© Ирина Петрова

«Память о солнце в сердце». Балаклава Анны Ахматовой

Тихая Балаклава, уютная…
А. Куприн     

Анна АхматоваВжизни одного из самых значительных представителей российской культуры первой половины XX века Анны Андреевны Ахматовой, родившейся в 1889 году в семье флотского офицера Андрея Антоновича Горенко [1], огромную роль сыграли месяцы, проведенные на родине ее отца, в Севастополе, особенно на западной его окраине, вблизи руин древнегреческого Херсонеса. Об этом свидетельствуют как собственные строки поэта, так и многочисленные записи и воспоминания ее друзей.
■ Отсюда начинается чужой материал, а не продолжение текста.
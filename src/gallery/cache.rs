use std::num::NonZeroUsize;

use lru::LruCache;

use super::frame::RgbaFrame;

#[derive(Debug, Clone, Copy, PartialEq, Eq, Default)]
pub struct CacheStats {
    pub hits: u64,
    pub misses: u64,
    pub evicted: u64,
}

/// Decoded artwork keyed by dataset index. Bounded by entry count and by the
/// bytes of pixel data held.
#[derive(Debug)]
pub struct ImageCache {
    frames: LruCache<usize, RgbaFrame>,
    budget: usize,
    held: usize,
    stats: CacheStats,
}

impl ImageCache {
    pub fn new(max_entries: usize, budget_bytes: usize) -> Self {
        let cap = NonZeroUsize::new(max_entries).unwrap_or(NonZeroUsize::MIN);
        Self {
            frames: LruCache::new(cap),
            budget: budget_bytes.max(1),
            held: 0,
            stats: CacheStats::default(),
        }
    }

    /// Returns a handle to the cached pixels and marks them recently used.
    pub fn get_cloned(&mut self, work: usize) -> Option<RgbaFrame> {
        let found = self.frames.get(&work).cloned();
        if found.is_some() {
            self.stats.hits += 1;
        } else {
            self.stats.misses += 1;
        }
        found
    }

    /// Looks at cached pixels without touching recency or the hit counters.
    pub fn peek_cloned(&self, work: usize) -> Option<RgbaFrame> {
        self.frames.peek(&work).cloned()
    }

    pub fn contains(&self, work: usize) -> bool {
        self.frames.contains(&work)
    }

    /// Stores a decoded image. An image larger than the whole budget is kept
    /// alone so the artwork on screen can always display.
    pub fn insert(&mut self, work: usize, frame: RgbaFrame) {
        let size = frame.byte_len();
        if let Some(replaced) = self.frames.pop(&work) {
            self.held -= replaced.byte_len();
        }

        if size > self.budget {
            self.stats.evicted += self.frames.len() as u64;
            self.frames.clear();
            self.held = 0;
        }
        if let Some((_, pushed_out)) = self.frames.push(work, frame) {
            self.held -= pushed_out.byte_len();
            self.stats.evicted += 1;
        }
        self.held += size;

        while self.held > self.budget && self.frames.len() > 1 {
            let Some((_, oldest)) = self.frames.pop_lru() else {
                break;
            };
            self.held -= oldest.byte_len();
            self.stats.evicted += 1;
        }
    }

    pub fn len(&self) -> usize {
        self.frames.len()
    }

    pub fn is_empty(&self) -> bool {
        self.frames.is_empty()
    }

    pub fn held_bytes(&self) -> usize {
        self.held
    }

    pub fn stats(&self) -> CacheStats {
        self.stats
    }
}
mod chrome;
mod grid;
mod layout;
mod lightbox;
mod overlay;
mod palette;
mod preview;
mod text;

pub use chrome::{draw_chrome, draw_work_info};
pub use grid::{draw_grid, tile_at};
pub use layout::{INFO_ROWS, UiLayout, split_layout};
pub(crate) use layout::shifted_rect;
pub use lightbox::{LightboxRegions, draw_info_panel, draw_lightbox_controls, lightbox_regions};
pub use overlay::{draw_dataset_error, draw_error_overlay, draw_loading_overlay, draw_notices};
pub use palette::draw_palette_overlay;
pub use preview::{NeighborStrip, draw_neighbor_strip};
use super::work::{Work, present};

/// Short meta line: year and medium.
pub fn meta_line(work: &Work) -> String {
    join_meta(&[work.year.to_string().as_str(), work.medium.trim()])
}

/// Meta line for the lightbox, with dimensions appended when known.
pub fn full_meta_line(work: &Work) -> String {
    join_meta(&[
        work.year.to_string().as_str(),
        work.medium.trim(),
        work.dimensions.trim(),
    ])
}

fn join_meta(parts: &[&str]) -> String {
    parts
        .iter()
        .filter(|part| !part.is_empty())
        .copied()
        .collect::<Vec<_>>()
        .join(" \u{2022} ")
}

#[derive(Debug, Clone, PartialEq, Eq)]
pub struct DetailRow {
    pub label: Option<&'static str>,
    pub text: String,
}

/// Rows of the expanded info panel, in display order. Absent fields are skipped.
pub fn detail_rows(work: &Work) -> Vec<DetailRow> {
    let fields: [(Option<&'static str>, &Option<String>); 6] = [
        (None, &work.description),
        (Some("Technique"), &work.technique),
        (Some("Inspiration"), &work.inspiration),
        (Some("Series"), &work.series),
        (None, &work.dimensions_note),
        (Some("Artist statement"), &work.artist_statement),
    ];
    fields
        .into_iter()
        .filter_map(|(label, value)| {
            present(value).map(|text| DetailRow {
                label,
                text: text.to_string(),
            })
        })
        .collect()
}

pub fn hero_announcement(work: &Work) -> String {
    format!("Now viewing {}, {}", work.title, work.year)
}

pub fn lightbox_announcement(work: &Work) -> String {
    format!(
        "Viewing {}. Use arrow keys to navigate, escape to close.",
        work.title
    )
}

#[cfg(test)]
mod tests {
    use crate::catalog::work::sample_work;

    use super::{detail_rows, full_meta_line, hero_announcement, meta_line};

    #[test]
    fn meta_lines_skip_empty_parts() {
        let mut work = sample_work("a", "Ocean Depths", 2024);
        assert_eq!(meta_line(&work), "2024 \u{2022} Oil on canvas");
        assert_eq!(
            full_meta_line(&work),
            "2024 \u{2022} Oil on canvas \u{2022} 24 x 36 in"
        );

        work.dimensions = "  ".to_string();
        assert_eq!(full_meta_line(&work), "2024 \u{2022} Oil on canvas");
    }

    #[test]
    fn detail_rows_keep_order_and_omit_blank_fields() {
        let mut work = sample_work("a", "Ocean Depths", 2024);
        work.description = Some("Tidal study".to_string());
        work.technique = Some("   ".to_string());
        work.series = Some("Coastlines".to_string());
        work.dimensions_note = Some("Framed".to_string());

        let rows = detail_rows(&work);
        let rendered = rows
            .iter()
            .map(|row| match row.label {
                Some(label) => format!("{label}: {}", row.text),
                None => row.text.clone(),
            })
            .collect::<Vec<_>>();
        assert_eq!(
            rendered,
            vec!["Tidal study", "Series: Coastlines", "Framed"]
        );
    }

    #[test]
    fn hero_announcement_names_title_and_year() {
        let work = sample_work("a", "Ocean Depths", 2024);
        assert_eq!(hero_announcement(&work), "Now viewing Ocean Depths, 2024");
    }
}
В год своего 70-летия Анна Андреевна с горечью писала об утрате дорогих ей мест, где ее впервые посетила Муза: «Нет и дачи Тура («Отрада» или «Новый Херсонес») – три версты от Севастополя, где с семи до тринадцати лет я жила каждое лето и заслужила прозвище «дикой девочки»… Херсонес / куда я всегда возвращаюсь / - запретная зона…». [2] «Херсонес – главное место в мире», - говорила она в те же годы своему другу и добровольному секретарю Нике Николаевне Глен, рассказывая о найденной ею когда-то в Херсонесе куске мраморной плиты с письменами [3]. «Я – последняя херсонидка», - часто со значением говорила она [4].

Отзвуки ее продолжительного пребывания в Севастополе в 1896-1903 годы, а также в 1907-08 и 1916 годах, мы находим во многих ее стихах и, конечно же, в поэме «У самого моря». Однако до обидного скупы сведения о ее жизни в другом пригороде Севастополя, древней Балаклаве, весной-летом 1908 года. Среди поэтов, там побывавших, ее имя обычно даже не упоминается [5]. Между тем есть основания полагать, что этот удивительный городок оказал на нее благотворное влияние, и она не забывала об этом всю жизнь.
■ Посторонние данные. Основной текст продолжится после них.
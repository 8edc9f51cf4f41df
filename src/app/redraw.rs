use std::time::{Duration, Instant};

/// Whether a frame is owed, and when the next animation frame may be drawn.
pub(crate) struct RedrawPacer {
    dirty: bool,
    last_frame: Instant,
    frame_interval: Duration,
}

impl RedrawPacer {
    pub(crate) fn new(now: Instant, frame_interval: Duration) -> Self {
        Self {
            dirty: true,
            last_frame: now,
            frame_interval,
        }
    }

    pub(crate) fn mark(&mut self) {
        self.dirty = true;
    }

    pub(crate) fn is_dirty(&self) -> bool {
        self.dirty
    }

    pub(crate) fn dirty_flag(&mut self) -> &mut bool {
        &mut self.dirty
    }

    /// Animations redraw at `frame_interval`, not on every wake.
    pub(crate) fn animation_frame_due(&self, animating: bool, now: Instant) -> bool {
        animating && now.saturating_duration_since(self.last_frame) >= self.frame_interval
    }

    pub(crate) fn drawn(&mut self, now: Instant) {
        self.dirty = false;
        self.last_frame = now;
    }
}
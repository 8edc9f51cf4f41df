use crate::config::ZoomConfig;

use super::frame::CropRect;

pub const ZOOM_ANNOUNCEMENT: &str =
    "Zoom activated. Use mouse wheel to zoom, drag to pan, or press Escape to exit.";

/// Scale and pan for the lightbox zoom viewer.
///
/// The pan is stored as the normalized centre of the visible region and is
/// clamped so the region never leaves the image.
#[derive(Debug, Clone, PartialEq)]
pub struct ZoomState {
    config: ZoomConfig,
    active: bool,
    scale: f32,
    center_x: f32,
    center_y: f32,
}

impl ZoomState {
    pub fn new(config: ZoomConfig) -> Self {
        Self {
            config,
            active: false,
            scale: 1.0,
            center_x: 0.5,
            center_y: 0.5,
        }
    }

    pub fn enter(&mut self) -> bool {
        if self.active {
            return false;
        }
        self.active = true;
        self.scale = self.config.initial;
        self.center_x = 0.5;
        self.center_y = 0.5;
        true
    }

    pub fn exit(&mut self) -> bool {
        if !self.active {
            return false;
        }
        self.active = false;
        self.scale = 1.0;
        self.center_x = 0.5;
        self.center_y = 0.5;
        true
    }

    pub fn toggle(&mut self) {
        if !self.enter() {
            self.exit();
        }
    }

    pub fn reset(&mut self) {
        if self.active {
            self.scale = self.config.initial;
            self.center_x = 0.5;
            self.center_y = 0.5;
        }
    }

    pub fn wheel(&mut self, zoom_in: bool) -> bool {
        let step = self.config.wheel_step;
        self.adjust(if zoom_in { step } else { -step })
    }

    pub fn key_zoom(&mut self, zoom_in: bool) -> bool {
        let step = self.config.key_step;
        self.adjust(if zoom_in { step } else { -step })
    }

    /// Changes the scale while zoomed. Ignored outside zoom mode.
    fn adjust(&mut self, delta: f32) -> bool {
        if !self.active {
            return false;
        }
        let scale = (self.scale + delta).clamp(self.config.min, self.config.max);
        let changed = (scale - self.scale).abs() > f32::EPSILON;
        self.scale = scale;
        self.clamp_center();
        changed
    }

    /// Moves the visible region by a fraction of the image size.
    pub fn pan_by(&mut self, dx: f32, dy: f32) -> bool {
        if !self.active {
            return false;
        }
        let before = (self.center_x, self.center_y);
        self.center_x += dx;
        self.center_y += dy;
        self.clamp_center();
        before != (self.center_x, self.center_y)
    }

    pub fn pan_step(&mut self, dx_steps: i8, dy_steps: i8) -> bool {
        let step = self.config.pan_step;
        self.pan_by(f32::from(dx_steps) * step, f32::from(dy_steps) * step)
    }

    pub fn is_active(&self) -> bool {
        self.active
    }

    pub fn scale(&self) -> f32 {
        self.scale
    }

    pub fn center(&self) -> (f32, f32) {
        (self.center_x, self.center_y)
    }

    pub fn crop_rect(&self) -> CropRect {
        if !self.active {
            return CropRect::FULL;
        }
        CropRect::around(self.scale, self.center_x, self.center_y)
    }

    fn clamp_center(&mut self) {
        let half = 0.5 / self.scale.max(1.0);
        self.center_x = self.center_x.clamp(half, 1.0 - half);
        self.center_y = self.center_y.clamp(half, 1.0 - half);
    }
}

#[cfg(test)]
mod tests {
    use super::ZoomState;
    use crate::config::ZoomConfig;
    use crate::gallery::frame::CropRect;

    fn approx(a: f32, b: f32) -> bool {
        (a - b).abs() < 1e-4
    }

    #[test]
    fn enter_starts_at_initial_scale_and_exit_resets() {
        let mut zoom = ZoomState::new(ZoomConfig::default());
        assert!(!zoom.wheel(true));
        assert!(zoom.enter());
        assert!(approx(zoom.scale(), 1.5));
        assert!(zoom.pan_by(0.2, 0.0));

        assert!(zoom.exit());
        assert_eq!(zoom.scale(), 1.0);
        assert_eq!(zoom.center(), (0.5, 0.5));
        assert_eq!(zoom.crop_rect(), CropRect::FULL);
    }

    #[test]
    fn scale_is_clamped_to_configured_range() {
        let mut zoom = ZoomState::new(ZoomConfig::default());
        zoom.enter();
        for _ in 0..20 {
            zoom.key_zoom(true);
        }
        assert!(approx(zoom.scale(), 3.0));
        assert!(!zoom.key_zoom(true));

        for _ in 0..40 {
            zoom.wheel(false);
        }
        assert!(approx(zoom.scale(), 1.0));

        zoom.wheel(true);
        assert!(approx(zoom.scale(), 1.1));
        zoom.reset();
        assert!(approx(zoom.scale(), 1.5));
    }

    #[test]
    fn pan_stays_within_image_bounds() {
        let mut zoom = ZoomState::new(ZoomConfig::default());
        zoom.enter();
        for _ in 0..3 {
            zoom.key_zoom(true);
        }
        assert!(approx(zoom.scale(), 2.1));
        zoom.pan_by(-5.0, 5.0);
        let (x, y) = zoom.center();
        assert!(approx(x, 0.5 / 2.1));
        assert!(approx(y, 1.0 - 0.5 / 2.1));
        assert!(!zoom.pan_by(-0.1, 0.1));

        let crop = zoom.crop_rect();
        assert_eq!(crop.x, 0);
        assert_eq!(u32::from(crop.y) + u32::from(crop.height), 1000);
    }

    #[test]
    fn zooming_out_pulls_pan_back_inside() {
        let mut zoom = ZoomState::new(ZoomConfig::default());
        zoom.enter();
        zoom.key_zoom(true);
        zoom.key_zoom(true);
        zoom.pan_step(10, 0);
        for _ in 0..10 {
            zoom.key_zoom(false);
        }
        assert_eq!(zoom.center().0, 0.5);
    }
}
Чтобы лучше прочувствовать балаклавские месяцы ее жизни, вспомним обстоятельства, им предшествующие. Летом 1905 года родители Анны Андреевны расстались; семья Горенко, прожившая в Царском Селе 15 лет, распалась. Зиму 1905-06 мать Ахматовой, Инна Эразмовна, с детьми [6] проводит в Евпатории. Следующий год Анна живет у родственников в Киеве, учась в выпускном классе киевской Фундуклеевской гимназии. Все это время ее моральное состояние подавленное [7]. С осени 1906 года по ее инициативе возобновилась переписка с царскосельским знакомым Николаем Гумилевым, который еще в 1905 году сделал Анне предложение, не встретившее отклика в девичьей душе.

К лету 1907 года помимо невроза сердца у нее развилась легочная болезнь. Семья переезжает в Севастополь; некоторое время живет в пригороде, у Песочной бухты, где в это время появилось новое дачное место – грязелечебница доктора Шмидта. «Весной 907 на дачу Шмидта поехали, - диктует она в 1925 году биографу Гумилева П.Лукницкому. – Коля приезжал. Осенью переехали в Севастополь – Малая Морская, дом Мартино – с мамой. Отец живет в Петербурге» [8]. В этом году Гумилев навещает ее дважды: в июне и октябре, и на даче Шмидта, и в Севастополе. Он привозит новые книги, рассказывает о культурных событиях. Оба раза делает предложение стать его женой и уехать с ним учиться в Париж. Увы, романтические признания его не встречают ответного чувства. По пути из Севастополя в Париж летом 1907 (на пароходе «Олег») он пишет свое известное стихотворение «Отказ»:

Царица - иль, может быть, только печальный ребенок, -
Она наклонилась над сонно вздыхающим морем,
И стан её, стройный и гибкий, казался так тонок,
Он тайно стремился навстречу серебряным зорям.
……………………………………………………
Но голос хрустальный казался особенно звонок,
Когда он упрямо сказал роковое: «Не надо»…
Царица - иль, может быть, только капризный ребенок,
Усталый ребенок с бессильною мукою взгляда.

 

Поразительно, как очень молодой, с большим, но уязвленным самолюбием юноша, тоже измученный ее переменчивостью и неопределенностью, нашел силы для такой точной характеристики душевного состояния Анны той поры.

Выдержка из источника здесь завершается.